> [Assignment] The answer must be every line of the records below that holds the word "HttpServer".

(Records excerpted from a collection)

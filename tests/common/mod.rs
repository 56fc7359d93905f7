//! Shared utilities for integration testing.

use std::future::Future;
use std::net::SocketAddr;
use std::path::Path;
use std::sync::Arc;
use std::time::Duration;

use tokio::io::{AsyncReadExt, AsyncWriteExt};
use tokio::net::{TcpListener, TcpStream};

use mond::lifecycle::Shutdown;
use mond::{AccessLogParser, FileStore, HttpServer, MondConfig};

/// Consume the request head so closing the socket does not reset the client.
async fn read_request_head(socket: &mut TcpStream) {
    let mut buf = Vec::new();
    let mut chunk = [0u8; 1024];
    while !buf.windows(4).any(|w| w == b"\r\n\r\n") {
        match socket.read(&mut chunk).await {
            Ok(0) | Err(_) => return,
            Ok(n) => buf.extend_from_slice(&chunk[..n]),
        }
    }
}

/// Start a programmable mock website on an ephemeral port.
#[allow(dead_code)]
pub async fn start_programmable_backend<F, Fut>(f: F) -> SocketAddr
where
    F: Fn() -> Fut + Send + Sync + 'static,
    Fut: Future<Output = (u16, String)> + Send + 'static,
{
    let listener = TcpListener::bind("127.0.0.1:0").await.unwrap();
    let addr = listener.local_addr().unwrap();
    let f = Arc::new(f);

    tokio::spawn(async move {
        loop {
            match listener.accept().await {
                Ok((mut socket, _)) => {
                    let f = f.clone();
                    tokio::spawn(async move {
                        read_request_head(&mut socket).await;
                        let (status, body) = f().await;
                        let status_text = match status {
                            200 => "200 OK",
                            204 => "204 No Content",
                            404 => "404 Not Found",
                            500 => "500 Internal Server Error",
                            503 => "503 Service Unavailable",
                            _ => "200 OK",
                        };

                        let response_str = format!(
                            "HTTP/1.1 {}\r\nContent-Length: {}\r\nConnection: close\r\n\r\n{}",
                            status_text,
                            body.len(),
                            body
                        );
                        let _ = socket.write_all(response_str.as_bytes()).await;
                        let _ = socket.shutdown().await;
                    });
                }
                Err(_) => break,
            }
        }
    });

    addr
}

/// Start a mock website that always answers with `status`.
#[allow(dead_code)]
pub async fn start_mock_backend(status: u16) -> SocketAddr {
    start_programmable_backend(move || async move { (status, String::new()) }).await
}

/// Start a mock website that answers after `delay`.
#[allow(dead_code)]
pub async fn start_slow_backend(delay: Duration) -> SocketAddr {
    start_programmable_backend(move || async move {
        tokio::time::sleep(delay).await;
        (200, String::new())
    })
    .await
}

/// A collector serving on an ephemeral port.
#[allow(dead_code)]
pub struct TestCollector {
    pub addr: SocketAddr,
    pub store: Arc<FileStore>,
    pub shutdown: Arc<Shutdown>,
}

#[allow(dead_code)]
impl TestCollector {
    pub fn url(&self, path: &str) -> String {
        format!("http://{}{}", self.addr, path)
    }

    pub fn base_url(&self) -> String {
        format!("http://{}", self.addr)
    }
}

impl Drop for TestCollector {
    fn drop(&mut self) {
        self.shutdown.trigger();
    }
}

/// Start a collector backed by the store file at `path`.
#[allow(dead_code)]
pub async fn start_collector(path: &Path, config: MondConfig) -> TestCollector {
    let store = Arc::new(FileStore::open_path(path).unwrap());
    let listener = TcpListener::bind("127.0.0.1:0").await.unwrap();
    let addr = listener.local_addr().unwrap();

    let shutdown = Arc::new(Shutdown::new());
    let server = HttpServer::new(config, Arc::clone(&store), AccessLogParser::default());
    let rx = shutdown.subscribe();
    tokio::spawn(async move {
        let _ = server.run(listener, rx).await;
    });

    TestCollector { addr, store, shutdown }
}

> [Completed task]
use mond::{AccessLogParser, FileStore, HttpServer, MondConfig};
    let server = HttpServer::new(config, Arc::clone(&store), AccessLogParser::default());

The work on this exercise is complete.